Bununla birlikte, talihsiz milliyetçi tonunu yok saydığımız durumda, Japon maliye bakanı tarafından kullanılan ‘mindo’ kelimesi, tartışmasız bir gerçeği, yani bir salgın esnasında kolektif eylemdeki nezaketin önemini vurgular. İnsanlar gönüllü biçimde hijyen kurallarına uydukları zaman personel ve zaman açısından aşırı maliyetli olan denetimlere ya da zorunlu tedbirlere gerek kalmaz.

Bir hikâyeye göre, 1962’de yaşanan sel felaketi sırasında, o dönemki Hamburg polis departmanının başkanı olan Helmut Schmidt’in şunları söylemiş: “Kriz sırasında karakter ortaya çıkar.” Öyle görünüyor ki, Avrupa bu kriz karşısında karakterini göstermede başarısız oluyor. Aksine, Batı liberalizminin gösterdiği şey acizliktir. Gençlerden oluşan grupların salgının ortasında yasadışı partiler düzenlemesi, bu partileri dağıtmaya çalışan polislerin taciz edilmesi, üzerlerine tükürülmesi ya da öksürülmesi gerçeğinde açıkça görüldüğü üzere, liberalizm nezaketin azalmasına neden oluyor ve insanlar artık devlete güvenmiyor.

Bununla çelişkili biçimde, gönüllü olarak hijyen kurallarına uyan Asyalı toplumlar aslında daha fazla özgürlüğe sahipler. Ne Japonya ne de Kore’de tam bir karantina uygulanmadı. Ayrıca ekonomik sarsıntı Avrupa’dakinden çok daha az şiddetli. Salgının paradoksu, kişinin kendi isteğiyle kendisine kısıtlamalar getirmesi halinde daha fazla özgürlüğe sahip olmasıdır.

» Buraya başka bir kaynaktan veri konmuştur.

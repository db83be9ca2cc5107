//! Action executor
//!
//! Composes resolution and waiting with click, type and read operations.
//! Every operation resolves its control first (clickable for clicks, visible
//! for typing and reading) and returns only once the interaction happened or
//! its budget is spent.

use onboard_common::{normalize_text, Candidates, Locator, RunConfig, TimeoutConfig};
use std::future::Future;
use std::path::Path;
use std::time::Duration;
use tracing::debug;

use crate::driver::{Driver, ElementHandle};
use crate::error::{E2eError, E2eResult};
use crate::frame;
use crate::resolver::{FrameSearch, Located, Requirement, Resolver};
use crate::wait::Wait;

const CLICK_SCRIPT: &str = "arguments[0].click();";
const SCROLL_SCRIPT: &str = "arguments[0].scrollIntoView({block: 'center'});";

/// Which click tier went through
#[derive(Debug, Clone, Copy, PartialEq, Eq)]
pub enum ClickTier {
    /// Real pointer click
    Native,
    /// `element.click()` dispatched from script after the native click failed
    Programmatic,
}

/// Outcome of an optional interaction
#[derive(Debug, Clone, Copy, PartialEq, Eq)]
pub enum Presence {
    Found,
    Absent,
}

impl Presence {
    pub fn is_found(self) -> bool {
        self == Presence::Found
    }
}

pub struct Actions<'a> {
    driver: &'a dyn Driver,
    timeouts: TimeoutConfig,
    search: FrameSearch,
}

impl<'a> Actions<'a> {
    pub fn new(driver: &'a dyn Driver, timeouts: TimeoutConfig, search: FrameSearch) -> Self {
        Self {
            driver,
            timeouts,
            search,
        }
    }

    pub fn from_config(driver: &'a dyn Driver, config: &RunConfig) -> Self {
        Self::new(
            driver,
            config.timeouts,
            FrameSearch::from_flag(config.frame_search),
        )
    }

    pub fn driver(&self) -> &'a dyn Driver {
        self.driver
    }

    pub fn timeouts(&self) -> &TimeoutConfig {
        &self.timeouts
    }

    pub fn resolver(&self) -> Resolver<'a> {
        Resolver::new(self.driver, self.search)
    }

    /// A wait with the configured poll interval
    pub fn wait(&self, timeout: Duration) -> Wait {
        Wait::new(timeout).with_poll(self.timeouts.poll())
    }

    /// Resolve `candidates` within `timeout`
    pub async fn locate(
        &self,
        candidates: &Candidates,
        requirement: Requirement,
        timeout: Duration,
    ) -> E2eResult<Located> {
        let resolver = self.resolver();
        let condition = format!("{} {}", requirement, candidates.control);
        self.wait(timeout)
            .until(&condition, || resolver.find(candidates, requirement))
            .await
    }

    /// Run `body` in the document context of `located`
    pub async fn within<T, Fut>(&self, located: &Located, body: Fut) -> E2eResult<T>
    where
        Fut: Future<Output = E2eResult<T>>,
    {
        frame::scoped(self.driver, &located.frame, body).await
    }

    pub async fn click(&self, candidates: &Candidates) -> E2eResult<ClickTier> {
        self.click_within(candidates, self.timeouts.default_timeout())
            .await
    }

    pub async fn click_within(
        &self,
        candidates: &Candidates,
        timeout: Duration,
    ) -> E2eResult<ClickTier> {
        let located = self.locate(candidates, Requirement::Clickable, timeout).await?;
        let tier = self.within(&located, self.click_element(located.first())).await?;
        debug!("Clicked {} ({:?})", candidates.control, tier);
        Ok(tier)
    }

    /// Click when the control shows up within `timeout`, otherwise report it absent
    pub async fn click_if_present(
        &self,
        candidates: &Candidates,
        timeout: Duration,
    ) -> E2eResult<Presence> {
        match self.click_within(candidates, timeout).await {
            Ok(_) => Ok(Presence::Found),
            Err(e) if e.is_timeout() => {
                debug!("{} not present, skipping", candidates.control);
                Ok(Presence::Absent)
            }
            Err(e) => Err(e),
        }
    }

    /// Two-tier click on an element of the current context.
    ///
    /// The programmatic dispatch runs only after the native click failed.
    pub async fn click_element(&self, element: &ElementHandle) -> E2eResult<ClickTier> {
        match self.driver.click(element).await {
            Ok(()) => Ok(ClickTier::Native),
            Err(native) => {
                debug!(
                    "Native click on {} failed ({}), dispatching from script",
                    element, native
                );
                self.driver
                    .execute(CLICK_SCRIPT, std::slice::from_ref(element))
                    .await
                    .map_err(|e| {
                        E2eError::Driver(format!(
                            "native click failed ({}), programmatic click failed ({})",
                            native, e
                        ))
                    })?;
                Ok(ClickTier::Programmatic)
            }
        }
    }

    /// Type into a visible field, clearing it first when asked
    pub async fn type_text(
        &self,
        candidates: &Candidates,
        text: &str,
        clear_first: bool,
    ) -> E2eResult<()> {
        let located = self
            .locate(candidates, Requirement::Visible, self.timeouts.default_timeout())
            .await?;
        let element = located.first();
        self.within(&located, async {
            if clear_first {
                self.driver.clear(element).await?;
            }
            self.driver.send_keys(element, text).await
        })
        .await
    }

    /// Trimmed visible text of the control
    pub async fn read_text(&self, candidates: &Candidates) -> E2eResult<String> {
        let located = self
            .locate(candidates, Requirement::Visible, self.timeouts.default_timeout())
            .await?;
        let text = self
            .within(&located, self.driver.text(located.first()))
            .await?;
        Ok(text.trim().to_string())
    }

    /// Whether the control appears within `timeout` (the probe budget when `None`)
    pub async fn exists(
        &self,
        candidates: &Candidates,
        timeout: Option<Duration>,
    ) -> E2eResult<bool> {
        let timeout = timeout.unwrap_or_else(|| self.timeouts.probe());
        match self.locate(candidates, Requirement::Present, timeout).await {
            Ok(_) => Ok(true),
            Err(e) if e.is_timeout() => Ok(false),
            Err(e) => Err(e),
        }
    }

    /// Wait for the control to be visible, then report whether it is enabled.
    ///
    /// A control that never becomes visible is reported as disabled.
    pub async fn is_enabled(&self, candidates: &Candidates) -> E2eResult<bool> {
        match self
            .locate(candidates, Requirement::Visible, self.timeouts.default_timeout())
            .await
        {
            Ok(located) => {
                self.within(&located, async { Ok(self.element_enabled(located.first()).await) })
                    .await
            }
            Err(e) if e.is_timeout() => Ok(false),
            Err(e) => Err(e),
        }
    }

    /// Single-pass enabled check for use inside other wait conditions
    pub async fn enabled_now(&self, candidates: &Candidates) -> E2eResult<bool> {
        match self.resolver().find(candidates, Requirement::Visible).await? {
            Some(located) => {
                self.within(&located, async { Ok(self.element_enabled(located.first()).await) })
                    .await
            }
            None => Ok(false),
        }
    }

    /// Single-pass visibility check for use inside other wait conditions
    pub async fn visible_now(&self, candidates: &Candidates) -> E2eResult<bool> {
        Ok(self
            .resolver()
            .find(candidates, Requirement::Visible)
            .await?
            .is_some())
    }

    /// Enabled per WebDriver, without a `disabled` class or `aria-disabled="true"`
    pub async fn element_enabled(&self, element: &ElementHandle) -> bool {
        if !self.driver.is_enabled(element).await.unwrap_or(false) {
            return false;
        }
        let class = self
            .driver
            .attr(element, "class")
            .await
            .ok()
            .flatten()
            .unwrap_or_default();
        if class.contains("disabled") {
            return false;
        }
        let aria = self
            .driver
            .attr(element, "aria-disabled")
            .await
            .ok()
            .flatten();
        aria.as_deref() != Some("true")
    }

    /// Send a key (see [`crate::driver::KEY_TAB`]) to a visible control
    pub async fn press_key(&self, candidates: &Candidates, key: &str) -> E2eResult<()> {
        self.type_text(candidates, key, false).await
    }

    pub async fn scroll_into_view(&self, candidates: &Candidates) -> E2eResult<()> {
        let located = self
            .locate(candidates, Requirement::Present, self.timeouts.probe())
            .await?;
        self.within(&located, self.scroll_element(located.first()))
            .await
    }

    pub async fn scroll_element(&self, element: &ElementHandle) -> E2eResult<()> {
        self.driver
            .execute(SCROLL_SCRIPT, std::slice::from_ref(element))
            .await?;
        Ok(())
    }

    /// Pick the `<option>` whose normalized text equals `label`
    pub async fn select_option(&self, candidates: &Candidates, label: &str) -> E2eResult<()> {
        let located = self
            .locate(candidates, Requirement::Visible, self.timeouts.default_timeout())
            .await?;
        let select = located.first();
        let wanted = normalize_text(label);

        self.within(&located, async {
            let options = self
                .driver
                .find_within(select, &Locator::xpath(".//option"))
                .await?;
            for option in &options {
                let text = self.driver.text(option).await.unwrap_or_default();
                if normalize_text(&text) == wanted {
                    self.click_element(option).await?;
                    return Ok(());
                }
            }
            Err(E2eError::OptionNotFound {
                label: label.to_string(),
            })
        })
        .await
    }

    /// Hand a local file path to a file input
    pub async fn upload_file(&self, candidates: &Candidates, path: &Path) -> E2eResult<()> {
        let located = self
            .locate(candidates, Requirement::Present, self.timeouts.default_timeout())
            .await?;
        let path = path.display().to_string();
        self.within(&located, self.driver.send_keys(located.first(), &path))
            .await
    }
}
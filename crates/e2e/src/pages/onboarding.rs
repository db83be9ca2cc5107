//! Post-sign-up pages: profile, birthdate, invites, approved domains, dashboard

use onboard_common::Candidates;

fn submit(control: &str) -> Candidates {
    Candidates::new(control).css("button[type='submit']")
}

pub mod profile {
    use super::*;

    pub fn avatar_input() -> Candidates {
        Candidates::new("avatar input").css("input[type='file']")
    }

    pub fn first_name() -> Candidates {
        Candidates::new("first name").css("input[name='firstName']")
    }

    pub fn last_name() -> Candidates {
        Candidates::new("last name").css("input[name='lastName']")
    }

    pub fn continue_button() -> Candidates {
        submit("profile continue button")
    }
}

pub mod birthdate {
    use super::*;

    pub fn day() -> Candidates {
        Candidates::new("birth day").css("select[name='day']")
    }

    pub fn month() -> Candidates {
        Candidates::new("birth month").css("select[name='month']")
    }

    pub fn year() -> Candidates {
        Candidates::new("birth year").css("select[name='year']")
    }

    pub fn continue_button() -> Candidates {
        submit("birthdate continue button")
    }
}

pub mod invite {
    use super::*;

    pub fn emails() -> Candidates {
        Candidates::new("invite emails").css("textarea[name='emails']")
    }

    pub fn copy_link() -> Candidates {
        Candidates::new("copy invite link").css("[data-testid='copy-link']")
    }

    pub fn invite_later() -> Candidates {
        Candidates::new("invite later").css("[data-testid='invite-later']")
    }
}

pub mod domains {
    use super::*;

    pub fn skip() -> Candidates {
        Candidates::new("approved domains skip").css("[data-testid='skip']")
    }
}

pub mod dashboard {
    use super::*;

    pub fn profile_name() -> Candidates {
        Candidates::new("profile name").css("[data-testid='profile-name']")
    }

    pub fn profile_email() -> Candidates {
        Candidates::new("profile email").css("[data-testid='profile-email']")
    }
}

Mesela, özgürlüğe saldırı olarak gördükleri maske kullanımını reddeden kişiler daha az özgürlüğe sahip oluyor.

Liberalizm Asya ülkelerinin en güçlü niteliklerinden biri değil; bu nedenle, özellikle de bireysel farklılıklara karşı anlayış ya da hoşgörü göstermezler ve toplumsal zorunlulukların bu denli ağır olmasının sebebi budur. Bu, aynı zamanda doğuştan bir Koreli olarak, her ne kadar virüsten arınmış olsa da Seul’den ziyade Berlin gibi bir enfeksiyon merkezinde yaşamaya devam etmeyi tercih etmemin sebebidir. Bununla birlikte, salgın sırasında görülen yüksek enfeksiyon oranlarının liberal bir yaşam tarzının kaçınılmaz neticesi olmadığını da vurgulamak gerekir. Nezaket ve sorumluluk sahibi olmak, liberal bir ortamda virüse karşı etkili araçlardır. Farklı bir şekilde söylersek, liberalizmin, mutlak anlamda virüs lehine çalışan kaba bireyciliğe ve bencilliğe neden olduğu doğru değildir.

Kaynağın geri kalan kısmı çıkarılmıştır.